As of midday Tuesday, 59 of the 108 pallets had been distributed by the city's Office of Emergency Management. Six more pallets were scheduled for delivery Wednesday, and the city is ready to buy more if needed, the mayor's office said.

- Tom Avril

They'll be back

Even by late afternoon, delegates, journalists, and others were still huddled around some stalls at Reading Terminal Market in search of a late lunch.

Melissa Olson and Tharen Stillday, Bernie Sanders delegates from Minnesota, ordered drinks from Old City Coffee and reminisced over lunch at the Little Thai Market.

Olson said she had salmon curry because it was "something to get me through the rest of the afternoon."

The food at the Terminal was far better than the options at the Wells Fargo Center, said Stillday, who had to wait 40 minutes Monday night to buy a hotdog.

The women planned to return to the Terminal on Wednesday to try one of Tommy DiNic's famous sandwiches.

"I've seen . . . Guy Fieri . . . he was here," Stillday said, "and so was Anthony Bourdain."

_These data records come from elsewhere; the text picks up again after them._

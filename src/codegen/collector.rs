use super::member::Member;
use crate::ast::{AstNode, AstVisitor, ClassDecl, ClassMember, ConstructorDecl, MethodDecl};

/// Collects the methods and constructors declared directly in a class body.
///
/// Nested types and initializer blocks are not descended into, and abstract
/// methods are still reported; filtering is up to the caller.
#[derive(Debug, Default)]
pub struct MethodCollector<'a> {
    members: Vec<Member<'a>>,
}

impl<'a> MethodCollector<'a> {
    pub fn collect(class: &'a ClassDecl) -> Vec<Member<'a>> {
        let mut collector = Self::default();
        class.accept(&mut collector);
        log::trace!("collected {} members from {}", collector.members.len(), class.name);
        collector.members
    }
}

impl<'a> AstVisitor<'a> for MethodCollector<'a> {
    fn visit_class_decl(&mut self, class: &'a ClassDecl) {
        for member in &class.body {
            self.visit_member(member);
        }
    }

    fn visit_member(&mut self, member: &'a ClassMember) {
        match member {
            ClassMember::Method(m) => self.visit_method_decl(m),
            ClassMember::Constructor(c) => self.visit_constructor_decl(c),
            _ => {}
        }
    }

    fn visit_method_decl(&mut self, method: &'a MethodDecl) {
        self.members.push(Member::Method(method));
    }

    fn visit_constructor_decl(&mut self, constructor: &'a ConstructorDecl) {
        self.members.push(Member::Constructor(constructor));
    }
}

#[cfg(test)]
mod tests {
    use super::*;
    use crate::parser::parse_class;

    #[test]
    fn test_collects_in_declaration_order() {
        let (_, class) = parse_class(
            r#"class Foo {
                int count;
                void a() {}
                Foo() {}
                static { init(); }
                abstract void b();
                class Inner { void hidden() {} }
                Foo(int x) {}
                void c() {}
            }"#,
            "Foo",
        )
        .expect("parse");

        let signatures: Vec<String> = MethodCollector::collect(&class).iter().map(|m| m.signature()).collect();
        assert_eq!(signatures, vec!["a()", "<init>()", "b()", "<init>(int)", "c()"]);
    }

    #[test]
    fn test_empty_class_collects_nothing() {
        let (_, class) = parse_class("class Empty {}", "Empty").expect("parse");
        assert!(MethodCollector::collect(&class).is_empty());
    }
}
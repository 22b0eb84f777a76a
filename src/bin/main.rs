use anyhow::{Context, Result};
use clap::{Parser, Subcommand};
use std::fs;
use std::path::{Path, PathBuf};
use testable_gen::codegen::MethodCollector;
use testable_gen::config::Config;
use testable_gen::driver::generate_tree;
use testable_gen::parser::parse_java;

#[derive(Parser)]
#[command(name = "testable-gen")]
#[command(about = "Generate testable subclasses from Java sources")]
#[command(version)]
struct Cli {
    #[command(subcommand)]
    command: Commands,
}

#[derive(Subcommand)]
enum Commands {
    /// Generate a testable subclass for every class in a file or directory
    Generate {
        /// Input .java file or source directory
        #[arg(value_name = "PATH")]
        input: PathBuf,

        /// Output directory for generated sources
        #[arg(short, long, value_name = "DIR")]
        output: Option<PathBuf>,

        /// Verbose output
        #[arg(short, long)]
        verbose: bool,
    },

    /// List the members of each class that would be rewritten
    Members {
        /// Input .java file
        #[arg(value_name = "FILE")]
        input: PathBuf,
    },

    /// Lexically analyze a .java file
    Lex {
        /// Input .java file
        #[arg(value_name = "FILE")]
        input: PathBuf,

        /// Show token locations
        #[arg(short, long)]
        locations: bool,
    },
}

fn main() -> Result<()> {
    env_logger::Builder::from_env(env_logger::Env::default().default_filter_or("warn")).init();
    let cli = Cli::parse();

    match &cli.command {
        Commands::Generate { input, output, verbose } => {
            generate(input, output.as_deref(), *verbose)?;
        }
        Commands::Members { input } => {
            list_members(input)?;
        }
        Commands::Lex { input, locations } => {
            lex_file(input, *locations)?;
        }
    }

    Ok(())
}

fn generate(input: &Path, output: Option<&Path>, verbose: bool) -> Result<()> {
    let config = Config::from_env()?;
    let output_dir = output.unwrap_or_else(|| Path::new("."));

    let written = generate_tree(input, output_dir, &config)
        .with_context(|| format!("failed to generate from {}", input.display()))?;

    if verbose {
        for path in &written {
            println!("{}", path.display());
        }
    }
    println!("Generated {} class(es) into {}", written.len(), output_dir.display());

    Ok(())
}

fn list_members(input: &Path) -> Result<()> {
    let source = fs::read_to_string(input).with_context(|| format!("cannot read {}", input.display()))?;
    let ast = parse_java(&source)?;

    for class in ast.classes() {
        println!("{}", ast.qualified_name(&class.name));
        for member in MethodCollector::collect(class) {
            let marker = if member.is_abstract() { " (abstract, skipped)" } else { "" };
            println!("  {} {}{}", member.modifiers(), member.signature(), marker);
        }
    }

    Ok(())
}

fn lex_file(input: &Path, locations: bool) -> Result<()> {
    let source = fs::read_to_string(input)?;
    let lexer = testable_gen::parser::Lexer::new(&source);
    let tokens = lexer.tokenize().map_err(|e| anyhow::anyhow!("Lexical error: {}", e))?;

    for token in tokens {
        if locations {
            println!("{:?} at {}:{}", token.token_type(), token.location().line, token.location().column);
        } else {
            println!("{:?}: '{}'", token.token_type(), token.lexeme());
        }
    }

    Ok(())
}
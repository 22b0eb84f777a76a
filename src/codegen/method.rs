//! Rewritten method and constructor declarations

use super::statement::Statement;
use crate::ast::{ConstructorDecl, MethodDecl, Modifier, ModifierSet, Parameter, TypeParam, TypeRef};
use crate::consts::CONSTRUCTOR_NAME;

#[derive(Debug, Clone, PartialEq)]
pub enum MethodKind {
    Constructor,
    Method { name: String, return_type: TypeRef },
}

/// A generated member of the synthetic class
#[derive(Debug, Clone, PartialEq)]
pub struct MethodSpec {
    pub kind: MethodKind,
    pub modifiers: ModifierSet,
    /// Carries `@Override`
    pub is_override: bool,
    pub type_params: Vec<TypeParam>,
    pub parameters: Vec<Parameter>,
    pub exceptions: Vec<TypeRef>,
    pub statements: Vec<Statement>,
}

impl MethodSpec {
    pub fn name(&self) -> &str {
        match &self.kind {
            MethodKind::Constructor => CONSTRUCTOR_NAME,
            MethodKind::Method { name, .. } => name,
        }
    }

    pub fn is_constructor(&self) -> bool {
        matches!(self.kind, MethodKind::Constructor)
    }

    pub fn return_type(&self) -> Option<&TypeRef> {
        match &self.kind {
            MethodKind::Constructor => None,
            MethodKind::Method { return_type, .. } => Some(return_type),
        }
    }
}

/// Drop `private` and `protected`, add `public`, keep everything else
pub fn to_public_flags(modifiers: ModifierSet) -> ModifierSet {
    modifiers
        .without(Modifier::Private)
        .without(Modifier::Protected)
        .with(Modifier::Public)
}

/// Rebuild `method` as a public member of the synthetic class.
///
/// A private original is not overridden at runtime, so its counterpart gets
/// no `@Override` and declares `permissive_exception` in place of the
/// original `throws` list. Anything else is an override with the same
/// `throws` list.
pub fn build_member_method(method: &MethodDecl, permissive_exception: &str, statements: Vec<Statement>) -> MethodSpec {
    let (is_override, exceptions) = if method.is_private() {
        (false, vec![TypeRef::named(permissive_exception)])
    } else {
        (true, method.throws.clone())
    };

    MethodSpec {
        kind: MethodKind::Method {
            name: method.name.clone(),
            return_type: method.return_type.clone(),
        },
        modifiers: to_public_flags(method.modifiers),
        is_override,
        type_params: method.type_params.clone(),
        parameters: copy_parameters(&method.parameters),
        exceptions,
        statements,
    }
}

/// Rebuild `ctor` as a public constructor with the same parameters.
/// Declared exceptions are not carried over.
pub fn build_constructor(ctor: &ConstructorDecl, statements: Vec<Statement>) -> MethodSpec {
    MethodSpec {
        kind: MethodKind::Constructor,
        modifiers: ModifierSet::of(&[Modifier::Public]),
        is_override: false,
        type_params: ctor.type_params.clone(),
        parameters: copy_parameters(&ctor.parameters),
        exceptions: Vec::new(),
        statements,
    }
}

// name, type and varargs only
fn copy_parameters(parameters: &[Parameter]) -> Vec<Parameter> {
    parameters
        .iter()
        .map(|p| Parameter {
            modifiers: ModifierSet::empty(),
            annotations: Vec::new(),
            type_ref: p.type_ref.clone(),
            name: p.name.clone(),
            varargs: p.varargs,
            span: p.span,
        })
        .collect()
}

Then Stillday thought about other Philadelphia recommendations she'd picked up on foodie TV shows.

Was the best cheesesteak, she wondered, "something Luke's?"

- Laura McCrystal

Bathroom break

A little sign is causing a lot of commotion at the Wells Fargo Center.

It reads "All-Gender Bathroom." And it is placed over what had been the sign for one of the building's women's restrooms.

The recently unveiled gender-neutral bathroom piqued curiosities over the weekend when it was first spotted by members of the media. The renovations were minimal - basically, just the sign. Inside, there are a dozen blue stalls. And apparently just one other restroom in the center was similarly changed.

Convention-goers have been unfazed, with many beyond the convention's 27 transgender delegates using the restroom.

"It doesn't make me nervous at all," delegate Lula Dualeh told BuzzFeed News. "I just need to use the restroom. I don't care who's next to me."

Some conservatives aren't so comfortable with the coed quarters. Fox News pundit Tucker Carlson called the bathroom "disgusting."

"I mean, I guess we're liberated by this?" he said. "Everyone should come visit one and see the reality of it. It's unbelievable."

Another journalist questioned if the move was nothing more than a publicity stunt, given the restroom's proximity to the media booth.

To that, DNC spokesman Lee Whack declined to comment.